States are still responsible for assuring reliability; it’s state commissions that field the (rightfully) angry calls from ratepayers when the lights go out. Given that, with so much uncertainty, it makes a great deal of sense for a state commissioner to turn to a solution based on getting steel in the ground – that is, ordering new generation to be built, as only states can do.
Other Endangered State Programs
Our second concern with the plaintiff’s preemption argument is that it could wipe away a broad array of state programs, many of which might not appear threatened by these two decisions at first blush.
The plaintiffs in the two cases each argued that states can’t undertake any program which a) “affects” prices in a federal market; or b) “sets” a price for sales into a federal market by substituting a state rate for a federal rate. The latter argument is what the judges in both cases cited as the basis for finding that these programs violated the Supremacy Clause.38 To see why this is such a dangerous argument, we need to step back and see how state policies really work. Typically, a state will say, ‘a) I want more of that kind of resource to pursue a particular policy goal; b) here is a guaranteed revenue stream to ensure the chosen resource gets built; and c) while that resource may participate in PJM markets, it receives its guaranteed revenue stream regardless of wholesale market prices.’
This formulation appears again and again in many types of state programs. For example, many states that have deregulated to allow retail choice offer full-requirements service for ratepayers who choose not to choose a competitive electricity supplier.39 This service goes by many names, including “standard offer” and “provider of last resort” service. To select providers of this service, each state will have a competitive procurement in which wholesale bidders offer to serve a percentage of customer needs for a fixed price over several years. Even though these sales are often called sales for resale, state commissions approve the design of the procurement and the selection of winning bidders. Just as in the New Jersey LCAPP and Maryland’s Long-Term RFP, winning bidders can “affect” prices in PJM markets, and in the plaintiff’s logic, “set” a fixed price to be paid no matter what the wholesale PJM price may be. We are concerned that the outcome in the federal court cases could put all of these state efforts at risk.

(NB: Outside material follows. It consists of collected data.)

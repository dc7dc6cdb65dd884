use std::collections::BTreeMap;
use std::sync::Mutex;

use super::{KeyValueStore, StoreError, UpdateFn};

/// Failure knobs for [`MemoryStore`]. Counters are consumed one per call.
#[derive(Debug, Clone, Default)]
pub struct MemoryStoreFaults {
    /// Next N reads fail with a transient error.
    pub failing_reads: u32,
    /// Next N writes fail with a transient error.
    pub failing_writes: u32,
    /// Next N writes report success but are silently discarded.
    pub dropped_writes: u32,
    /// Every call fails with [`StoreError::Unavailable`].
    pub unavailable: bool,
}

#[derive(Default)]
struct Inner {
    data: BTreeMap<String, Vec<u8>>,
    faults: MemoryStoreFaults,
    reads: u64,
    writes: u64,
}

/// In-process store used by tests and `--memory` dry runs.
#[derive(Default)]
pub struct MemoryStore {
    inner: Mutex<Inner>,
}

impl MemoryStore {
    pub fn new() -> Self {
        Self::default()
    }

    pub fn with_faults(faults: MemoryStoreFaults) -> Self {
        let store = Self::default();
        store.set_faults(faults);
        store
    }

    pub fn set_faults(&self, faults: MemoryStoreFaults) {
        self.lock().faults = faults;
    }

    /// Number of `get` calls that reached the store (failed ones included).
    pub fn read_count(&self) -> u64 {
        self.lock().reads
    }

    /// Number of write calls (`set` and `update`) that reached the store.
    pub fn write_count(&self) -> u64 {
        self.lock().writes
    }

    /// Raw access for assertions, bypassing fault injection.
    pub fn raw(&self, key: &str) -> Option<Vec<u8>> {
        self.lock().data.get(key).cloned()
    }

    /// Seed a value, bypassing fault injection.
    pub fn insert_raw(&self, key: &str, value: Vec<u8>) {
        self.lock().data.insert(key.to_string(), value);
    }

    fn lock(&self) -> std::sync::MutexGuard<'_, Inner> {
        // A poisoned lock only means a test panicked mid-call; the map is still usable.
        self.inner.lock().unwrap_or_else(|poisoned| poisoned.into_inner())
    }
}

impl Inner {
    fn check_available(&self) -> Result<(), StoreError> {
        if self.faults.unavailable {
            return Err(StoreError::Unavailable(
                "memory store marked unavailable".to_string(),
            ));
        }
        Ok(())
    }

    /// Returns `Ok(false)` when the write should be swallowed.
    fn admit_write(&mut self) -> Result<bool, StoreError> {
        self.writes += 1;
        self.check_available()?;
        if self.faults.failing_writes > 0 {
            self.faults.failing_writes -= 1;
            return Err(StoreError::Transient("injected write failure".to_string()));
        }
        if self.faults.dropped_writes > 0 {
            self.faults.dropped_writes -= 1;
            return Ok(false);
        }
        Ok(true)
    }
}

impl KeyValueStore for MemoryStore {
    fn get(&self, key: &str) -> Result<Option<Vec<u8>>, StoreError> {
        let mut inner = self.lock();
        inner.reads += 1;
        inner.check_available()?;
        if inner.faults.failing_reads > 0 {
            inner.faults.failing_reads -= 1;
            return Err(StoreError::Transient("injected read failure".to_string()));
        }
        Ok(inner.data.get(key).cloned())
    }

    fn set(&self, key: &str, value: &[u8]) -> Result<(), StoreError> {
        let mut inner = self.lock();
        if inner.admit_write()? {
            inner.data.insert(key.to_string(), value.to_vec());
        }
        Ok(())
    }

    fn update(&self, key: &str, f: &mut UpdateFn<'_>) -> Result<Option<Vec<u8>>, StoreError> {
        let mut inner = self.lock();
        let persist = inner.admit_write()?;
        let previous = inner.data.get(key).cloned();
        if let Some(next) = f(previous.as_deref()) {
            if persist {
                inner.data.insert(key.to_string(), next);
            }
        }
        Ok(previous)
    }

    fn list_keys(&self, prefix: &str) -> Result<Vec<String>, StoreError> {
        let inner = self.lock();
        inner.check_available()?;
        Ok(inner
            .data
            .keys()
            .filter(|key| key.starts_with(prefix))
            .cloned()
            .collect())
    }
}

Another example can also be found in Maryland. In 2008, as part of its response to PJM’s warnings about the transmission construction delays noted above, the Maryland PSC conducted a procurement for demand response that had many of the same characteristics as the Long-Term RFP.40 They invited just a single technology – demand-response products – required them to be located in Maryland, and offered a price guarantee to bidders via a contract for differences. Almost 400 MW of demand response was secured.41 We aren’t aware of objections by FERC or PJM to this procurement.
Connecticut offers a third example. In 2007, the Connecticut Commission, concerned that New England capacity market prices had been at the cap of $14,000/MW-month, issued a procurement for new, in-state capacity that was almost identical to the procurements at issue here.42 It invited bids for peaking capacity that must be located in Connecticut. Winning bidders had to sign a contract to build a new plant and sell into wholesale markets, turning over all their revenues in exchange for a price guarantee. The procurement resulted in three new peaking facilities being built, about 500 MW of new capacity.43 Again, we aren’t aware of any objections.
A fourth example is the use of renewable portfolio standards, or RPS. Twenty-nine states and the District of Columbia have RPS44 that dictate how much of the electricity supply must be generated by specific technologies. These jurisdictions encourage compliance with RPS through the use of renewable energy credits (RECs), which are given to renewable resources for generating power. RECs in effect set a price floor for renewable supply. What’s more, many states have long-term procurements for renewable supply which provide the type of long-term price guarantees that were offered in the Maryland and New Jersey procurements being challenged by the plaintiffs.
Lastly, a fifth example can be found in traditionally-regulated states that supply the PJM market. For example, in Virginia, Dominion received approval from the Virginia Corporation Commission to construct a new combined cycle facility (the Warren County facility). Dominion was guaranteed a traditional cost recovery, but it will sell into PJM wholesale markets and will credit any market revenue it earns back to ratepayers.45
All of these programs “affect” market prices by affecting supply and demand. All in whole or in part operate to “set” prices, in the plaintiff’s terminology, by offering a fixed revenue stream that insulates the resource from wholesale market prices. If this is no longer allowed, all these programs could be at risk for preemption. In addition, these programs often specify that a “local” product must be offered. For example, the Maryland “Gap” RFP and the Connecticut RFP required in-state location to ensure that the state ratepayers get what they were paying for.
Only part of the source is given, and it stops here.